What to do -> Could you find every line in the entries below that holds the word "slugs" and copy it?

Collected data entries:
= = = = =

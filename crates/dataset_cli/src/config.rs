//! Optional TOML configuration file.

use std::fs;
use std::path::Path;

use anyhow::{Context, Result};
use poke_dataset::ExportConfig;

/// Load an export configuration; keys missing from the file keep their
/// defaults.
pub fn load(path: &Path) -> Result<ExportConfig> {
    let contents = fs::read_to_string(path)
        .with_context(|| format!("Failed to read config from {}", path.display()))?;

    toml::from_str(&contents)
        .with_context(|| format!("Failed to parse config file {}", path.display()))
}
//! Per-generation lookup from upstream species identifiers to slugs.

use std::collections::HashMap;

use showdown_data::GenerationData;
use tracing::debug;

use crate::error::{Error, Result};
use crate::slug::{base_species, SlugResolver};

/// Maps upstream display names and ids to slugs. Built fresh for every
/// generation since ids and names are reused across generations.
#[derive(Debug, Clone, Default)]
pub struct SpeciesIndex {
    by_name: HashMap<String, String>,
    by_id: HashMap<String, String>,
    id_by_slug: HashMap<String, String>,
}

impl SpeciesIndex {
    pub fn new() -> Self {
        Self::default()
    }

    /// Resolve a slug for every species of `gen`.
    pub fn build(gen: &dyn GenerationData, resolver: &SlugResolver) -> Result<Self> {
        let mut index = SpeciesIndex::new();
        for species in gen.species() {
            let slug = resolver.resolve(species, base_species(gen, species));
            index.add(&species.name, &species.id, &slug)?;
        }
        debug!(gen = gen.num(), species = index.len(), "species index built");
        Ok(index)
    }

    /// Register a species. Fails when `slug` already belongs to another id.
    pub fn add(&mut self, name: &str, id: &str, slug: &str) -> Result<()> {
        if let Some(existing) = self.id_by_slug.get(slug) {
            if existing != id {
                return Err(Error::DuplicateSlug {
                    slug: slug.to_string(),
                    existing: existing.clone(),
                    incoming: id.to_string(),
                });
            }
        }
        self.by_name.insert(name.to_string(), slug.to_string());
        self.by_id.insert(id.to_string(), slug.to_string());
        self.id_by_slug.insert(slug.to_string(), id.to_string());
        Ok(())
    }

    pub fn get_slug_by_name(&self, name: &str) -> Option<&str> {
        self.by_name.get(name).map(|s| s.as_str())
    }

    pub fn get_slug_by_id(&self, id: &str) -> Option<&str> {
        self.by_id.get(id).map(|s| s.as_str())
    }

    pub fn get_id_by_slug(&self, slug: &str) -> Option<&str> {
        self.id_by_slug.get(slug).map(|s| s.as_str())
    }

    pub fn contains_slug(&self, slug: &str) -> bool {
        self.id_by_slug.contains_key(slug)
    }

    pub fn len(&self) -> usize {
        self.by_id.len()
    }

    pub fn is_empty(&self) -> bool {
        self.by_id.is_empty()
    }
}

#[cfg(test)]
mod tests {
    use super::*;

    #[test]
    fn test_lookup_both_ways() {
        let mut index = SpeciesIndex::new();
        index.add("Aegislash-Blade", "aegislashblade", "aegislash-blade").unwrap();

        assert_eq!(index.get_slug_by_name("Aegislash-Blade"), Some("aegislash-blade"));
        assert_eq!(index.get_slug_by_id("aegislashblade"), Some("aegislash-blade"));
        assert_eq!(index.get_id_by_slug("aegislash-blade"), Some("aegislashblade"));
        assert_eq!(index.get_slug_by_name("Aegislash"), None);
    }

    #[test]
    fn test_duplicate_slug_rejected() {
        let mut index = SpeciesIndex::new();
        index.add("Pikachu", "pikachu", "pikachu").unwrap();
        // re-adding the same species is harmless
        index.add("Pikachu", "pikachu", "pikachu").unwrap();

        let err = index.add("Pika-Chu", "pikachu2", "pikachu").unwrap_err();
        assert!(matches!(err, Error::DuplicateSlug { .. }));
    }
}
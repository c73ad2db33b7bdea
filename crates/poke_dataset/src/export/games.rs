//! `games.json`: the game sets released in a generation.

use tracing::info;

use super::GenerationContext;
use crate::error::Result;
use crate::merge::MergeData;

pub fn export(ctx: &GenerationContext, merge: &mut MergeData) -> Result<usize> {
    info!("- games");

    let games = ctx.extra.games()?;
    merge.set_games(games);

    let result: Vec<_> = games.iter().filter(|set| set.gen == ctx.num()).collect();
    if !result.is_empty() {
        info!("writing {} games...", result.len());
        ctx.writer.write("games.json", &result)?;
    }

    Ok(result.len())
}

= = = = =

Completed exercise ->
//! Per-generation lookup from upstream species identifiers to slugs.
/// Maps upstream display names and ids to slugs. Built fresh for every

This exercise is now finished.